-- DIRECTIONS --
Reproduce exactly the lines from the one containing "data.first()" through the last line of the data, both ends included.

Segment Open

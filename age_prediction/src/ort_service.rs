use crate::{
    model_service::{AgeModel, InferenceError},
    registry::RegistryError,
};
use ndarray::{ArrayView4, CowArray, Ix4};
use ort::{
    session::{builder::GraphOptimizationLevel, Session},
    value::TensorRef,
};
use std::{path::Path, sync::Mutex};

/// Borrows `input` when it is already contiguous, copies it otherwise.
fn standard_layout(input: ArrayView4<'_, f32>) -> CowArray<'_, f32, Ix4> {
    if input.is_standard_layout() {
        CowArray::from(input)
    } else {
        CowArray::from(input.to_owned())
    }
}

fn build_session(path: &Path, intra_threads: usize) -> ort::Result<Session> {
    Session::builder()?
        .with_optimization_level(GraphOptimizationLevel::Level3)?
        .with_intra_threads(intra_threads)?
        .commit_from_file(path)
}

/// ONNX Runtime session producing a single scalar per image.
pub struct OrtAgeModel {
    name: String,
    session: Mutex<Session>,
    output_name: String,
}

impl OrtAgeModel {
    pub fn load(path: &Path, intra_threads: usize) -> Result<Self, RegistryError> {
        if !path.exists() {
            return Err(RegistryError::NotFound(path.to_path_buf()));
        }

        let session = build_session(path, intra_threads).map_err(|e| RegistryError::Session {
            path: path.to_path_buf(),
            message: e.to_string(),
        })?;

        let output_name = session
            .outputs
            .first()
            .map(|o| o.name.clone())
            .ok_or_else(|| RegistryError::NoOutput(path.to_path_buf()))?;

        let name = path
            .file_stem()
            .map(|s| s.to_string_lossy().into_owned())
            .unwrap_or_else(|| path.display().to_string());

        tracing::debug!(model = %name, output = %output_name, "Loaded ONNX session");

        Ok(Self {
            name,
            session: Mutex::new(session),
            output_name,
        })
    }
}

impl AgeModel for OrtAgeModel {
    fn name(&self) -> &str {
        &self.name
    }

    fn predict(&self, input: ArrayView4<'_, f32>) -> Result<f32, InferenceError> {
        let mut session = self
            .session
            .lock()
            .map_err(|e| InferenceError::Poisoned(e.to_string()))?;

        let input = standard_layout(input);

        let tensor_ref = TensorRef::from_array_view(input.view())
            .map_err(|e| InferenceError::Tensor(e.to_string()))?;

        let outputs = session
            .run(ort::inputs![tensor_ref])
            .map_err(|e| InferenceError::Run(e.to_string()))?;

        let (_shape, data) = outputs[self.output_name.as_str()]
            .try_extract_tensor::<f32>()
            .map_err(|e| InferenceError::Extract(e.to_string()))?;

        data.first()
            .copied()
            .ok_or_else(|| InferenceError::EmptyOutput(self.name.clone()))
    }
}
use axum::response::Json;
use serde::Serialize;

/// Wire string the React frontend checks on startup.
const STATUS_MESSAGE: &str = "Django backend is running!";

#[derive(Serialize)]
pub struct Status {
    status: &'static str,
}

pub async fn healthcheck() -> Json<Status> {
    Json(Status {
        status: STATUS_MESSAGE,
    })
}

Segment Closed

-- RESULT BELOW --
        data.first()
            .copied()
            .ok_or_else(|| InferenceError::EmptyOutput(self.name.clone()))
    }
}
use axum::response::Json;
use serde::Serialize;

/// Wire string the React frontend checks on startup.
const STATUS_MESSAGE: &str = "Django backend is running!";

#[derive(Serialize)]
pub struct Status {
    status: &'static str,
}

pub async fn healthcheck() -> Json<Status> {
    Json(Status {
        status: STATUS_MESSAGE,
    })
}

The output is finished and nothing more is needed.